Saturday, 18 November 2017
Reviews

University of Montana selected among 382 best colleges by Princeton Review


The Princeton Review named the University of Montana this month among the best 15 percent of the 2,000 colleges and universities that it tracks, with high marks from students and strong academics.

“You’re never ‘just a number’ here,” said the Princeton Review of UM.

Montana Tech in Butte landed on the list, too — and also shed its No. 1 rank last year on the list of “Least Happy Students.” It fell to No. 12 this year, albeit of the top-ranked schools.

Students at Montana Tech may be happier this year compared to last year, but there’s another possibility too, since surveys from schools are compared against other campuses.

“Or other schools are getting unhappier,” said co-author David Soto, director of content development for The Princeton Review, which has published its report for 26 years.

Head to Tennessee for the most cheer: Vanderbilt University has the happiest students of the best schools selected.

The Princeton Review collects data on more than 2,000 four-year colleges and universities, and it based its rankings on 137,000 student surveys.

“We picked the 382 ‘best’ colleges for our book primarily for their outstanding academics: We highly recommend each one,” said Robert Franek, The Princeton Review’s editor-in-chief, in a statement. “However, we know applicants need far more than an academic rating or ranking to find the college that will be best for them.”

So it also ranks the 382 based on other factors, such as campus culture and student life. This year, Montana Tech ranked on several arguably unenviable Top 20 lists:

  • Least beautiful campus: 14
  • Little race/class interaction: 14
  • LGBTQ-Unfriendly: 16, and
  • “This is a library?”: 17

Montana Tech did not comment on whether it is working to be more LGBTQ friendly or on other ratings. In a phone call, marketing director Amanda Badovinac said Provost Doug Abbott would comment on the survey outcomes; she subsequently requested questions via email, and the Missoulian submitted questions but did not receive a response by press time.

Nonetheless, Montana Tech is still getting high academic marks from the Princeton Review.

The review also suggests UM may be more politically sleepy than the frequent protests and marches and sit-ins on the Oval and across campus might suggest. The campus hit No. 4 on a list called “Election? What election?”

“That means there’s very low political awareness as rated by students,” Soto said.

It’s a hair more aware than last year, though, when it ranked No. 3 — or maybe other campuses are just that much less aware.

The Princeton Review’s description of UM’s student body highlights a mellow group of learners of the granola variety.

“The University of Montana attracts a student body that’s ‘pretty laid-back and easygoing,'” the narrative said. “Many are ‘outdoorsy’ and self-described as ‘hippies.’ Indeed, there are ‘quite a few granola kids’ and ‘Carhartt-sporting, plaid-proud, future biologist’ types.”
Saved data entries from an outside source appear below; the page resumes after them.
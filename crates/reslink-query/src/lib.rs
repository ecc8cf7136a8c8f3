//! reslink Query
//!
//! Resolves entities linked to a given entity, in both directions.
//!
//! # Overview
//!
//! - **TypeResolver / EntityLoader**: the host-supplied capability to load records of a kind
//! - **TypeRegistry**: explicit kind-to-loader table, injected at construction
//! - **LinkQueryEngine**: outbound + inbound lookup, union, single batched load
//!
//! # Example
//!
//! ```rust
//! use reslink_query::{EntityLoader, LinkQueryEngine, Record, TypeRegistry};
//! use reslink_store::{replace_links, InMemoryLinkStore, ReplaceOptions};
//! use reslink_types::{EntityId, EntityRef, LinkData, StorageError, TypeTag};
//! use std::collections::BTreeSet;
//! use std::sync::Arc;
//!
//! struct Processes;
//!
//! impl EntityLoader for Processes {
//!     fn kind(&self) -> TypeTag {
//!         TypeTag::new("process")
//!     }
//!
//!     fn load_many(&self, ids: &BTreeSet<EntityId>) -> Result<Vec<Record>, StorageError> {
//!         Ok(ids
//!             .iter()
//!             .map(|id| Record::new(EntityRef::new("process", id.clone()), serde_json::Value::Null))
//!             .collect())
//!     }
//! }
//!
//! let store = Arc::new(InMemoryLinkStore::new());
//! let a = EntityRef::new("process", 1u64);
//! let b = EntityRef::new("process", 2u64);
//! replace_links(&*store, &a, [b.clone()], "related_to", &LinkData::new(), &ReplaceOptions::new())
//!     .unwrap();
//!
//! let registry = TypeRegistry::new().with_loader(Arc::new(Processes)).unwrap();
//! let engine = LinkQueryEngine::new(store, Arc::new(registry));
//!
//! let linked = engine.resolve_linked(&b, "related_to", "process").unwrap();
//! assert_eq!(linked[0].entity, a);
//! ```

#![warn(missing_docs)]

pub mod engine;
pub mod registry;
pub mod resolver;

// Re-exports
pub use engine::LinkQueryEngine;
pub use registry::TypeRegistry;
pub use resolver::{EntityLoader, Record, TypeResolver};

/// Prelude module for common imports
pub mod prelude {
    //! Common imports for link queries
    pub use crate::{EntityLoader, LinkQueryEngine, Record, TypeRegistry, TypeResolver};
}

/// Version of this crate
pub const VERSION: &str = env!("CARGO_PKG_VERSION");
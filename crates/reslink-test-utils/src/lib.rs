//! Testing utilities for reslink workspace
//!
//! Shared fixture kinds, an in-memory catalog loader and graph builders.

#![allow(missing_docs)]

use dashmap::DashMap;
use reslink_core::{LinkGraph, LinkGraphConfig, Resource, TypeRegistry};
use reslink_query::{EntityLoader, Record};
use reslink_types::{EntityId, EntityRef, StorageError, TypeTag};
use serde::{Deserialize, Serialize};
use serde_json::Value;
use std::collections::BTreeSet;
use std::sync::atomic::{AtomicUsize, Ordering};
use std::sync::Arc;

#[derive(Debug, Clone, PartialEq, Serialize, Deserialize)]
pub struct Process {
    pub id: u64,
    pub title: String,
}

impl Resource for Process {
    const KIND: &'static str = "process";

    fn resource_id(&self) -> EntityId {
        EntityId::from(self.id)
    }
}

#[derive(Debug, Clone, PartialEq, Serialize, Deserialize)]
pub struct Proposal {
    pub id: u64,
    pub title: String,
}

impl Resource for Proposal {
    const KIND: &'static str = "proposal";

    fn resource_id(&self) -> EntityId {
        EntityId::from(self.id)
    }
}

#[derive(Debug, Clone, PartialEq, Serialize, Deserialize)]
pub struct Meeting {
    pub id: u64,
    pub title: String,
}

impl Resource for Meeting {
    const KIND: &'static str = "meeting";

    fn resource_id(&self) -> EntityId {
        EntityId::from(self.id)
    }
}

pub fn process(id: u64) -> Process {
    Process {
        id,
        title: format!("Process {id}"),
    }
}

pub fn proposal(id: u64) -> Proposal {
    Proposal {
        id,
        title: format!("Proposal {id}"),
    }
}

pub fn meeting(id: u64) -> Meeting {
    Meeting {
        id,
        title: format!("Meeting {id}"),
    }
}

/// In-memory records of one kind; removing a record simulates deletion by its owner
#[derive(Debug)]
pub struct CatalogLoader {
    kind: TypeTag,
    records: DashMap<EntityId, Value>,
    loads: AtomicUsize,
}

impl CatalogLoader {
    pub fn new(kind: impl Into<TypeTag>) -> Self {
        Self {
            kind: kind.into(),
            records: DashMap::new(),
            loads: AtomicUsize::new(0),
        }
    }

    pub fn for_resource<T: Resource>() -> Self {
        Self::new(T::KIND)
    }

    pub fn insert<T: Resource>(&self, resource: &T) {
        let value = serde_json::to_value(resource).unwrap();
        self.records.insert(resource.resource_id(), value);
    }

    pub fn insert_raw(&self, id: impl Into<EntityId>, value: Value) {
        self.records.insert(id.into(), value);
    }

    pub fn remove(&self, id: impl Into<EntityId>) -> bool {
        self.records.remove(&id.into()).is_some()
    }

    /// Number of `load_many` calls served
    pub fn load_count(&self) -> usize {
        self.loads.load(Ordering::SeqCst)
    }
}

impl EntityLoader for CatalogLoader {
    fn kind(&self) -> TypeTag {
        self.kind.clone()
    }

    fn load_many(&self, ids: &BTreeSet<EntityId>) -> Result<Vec<Record>, StorageError> {
        self.loads.fetch_add(1, Ordering::SeqCst);
        Ok(ids
            .iter()
            .filter_map(|id| {
                self.records.get(id).map(|value| {
                    Record::new(EntityRef::new(self.kind.clone(), id.clone()), value.clone())
                })
            })
            .collect())
    }
}

/// Graph over the three fixture kinds with direct access to their catalogs
pub struct Fixture {
    pub graph: LinkGraph,
    pub processes: Arc<CatalogLoader>,
    pub proposals: Arc<CatalogLoader>,
    pub meetings: Arc<CatalogLoader>,
}

impl Fixture {
    pub fn new() -> Self {
        Self::with_config(LinkGraphConfig::default())
    }

    pub fn with_config(config: LinkGraphConfig) -> Self {
        let processes = Arc::new(CatalogLoader::for_resource::<Process>());
        let proposals = Arc::new(CatalogLoader::for_resource::<Proposal>());
        let meetings = Arc::new(CatalogLoader::for_resource::<Meeting>());
        let graph = LinkGraph::new(config, Arc::new(registry(&processes, &proposals, &meetings)));
        Self {
            graph,
            processes,
            proposals,
            meetings,
        }
    }

    /// Create and register processes `1..=count`
    pub fn seed_processes(&self, count: u64) -> Vec<Process> {
        (1..=count)
            .map(|id| {
                let p = process(id);
                self.processes.insert(&p);
                p
            })
            .collect()
    }

    /// Create and register proposals `1..=count`
    pub fn seed_proposals(&self, count: u64) -> Vec<Proposal> {
        (1..=count)
            .map(|id| {
                let p = proposal(id);
                self.proposals.insert(&p);
                p
            })
            .collect()
    }

    /// Create and register meetings `1..=count`
    pub fn seed_meetings(&self, count: u64) -> Vec<Meeting> {
        (1..=count)
            .map(|id| {
                let m = meeting(id);
                self.meetings.insert(&m);
                m
            })
            .collect()
    }
}

impl Default for Fixture {
    fn default() -> Self {
        Self::new()
    }
}

pub fn registry(
    processes: &Arc<CatalogLoader>,
    proposals: &Arc<CatalogLoader>,
    meetings: &Arc<CatalogLoader>,
) -> TypeRegistry {
    TypeRegistry::new()
        .with_loader(processes.clone())
        .and_then(|r| r.with_loader(proposals.clone()))
        .and_then(|r| r.with_loader(meetings.clone()))
        .unwrap()
}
Those future biologists and other budding professionals appear to be in good hands at UM, too.

“While the university maintains a fantastic liberal arts program, students especially laud the wildlife biology, forestry, physical therapy, and forensic anthropology departments,” the report said. “Moreover, undergrads at Montana are highly complimentary of their teachers, who are generally ‘helpful, engaging, and accessible.'”

This school year, UM is losing some of those lauded teachers. An estimated 41 tenured or tenure-track faculty out of 552 won’t return this year, and UM recently gave notice to an estimated 40 lecturers that the school doesn’t have plans to rehire them in spring, although it isn’t clear how many lecturers will indeed be cut.

The Princeton Review closely follows faculty data, such as those who have doctorates and the numbers who work full-time and part-time, Soto said.

It gives schools an academic score from 68 to 99, and UM’s has fallen from 74 four years ago to 68 this year. The cuts may hurt UM’s ability to maintain or nudge up its score down the road.

“It is feasible that in the future, with cuts in faculty, that that academic rating, which uses a combination of student sentiment and school-reported data, could decline,” Soto said. “We could see it on both sides.”

However, UM also noted it was listed this year among the Princeton Review’s “Best Western” colleges and “Green Colleges.”

An average 358 students per college complete the survey, and 82 percent of surveyed students rate the narrative by the Princeton Review as “accurate” or “very accurate,” according to the organization.

Montana State University is not named in “The Best 382 Colleges: 2018 Edition.” Soto said that may be because the Princeton Review did not collect sufficient student sentiment, and it may be working with the administration to try to gather more information.

MSU spokesman Tracy Ellig could not be reached for comment via email.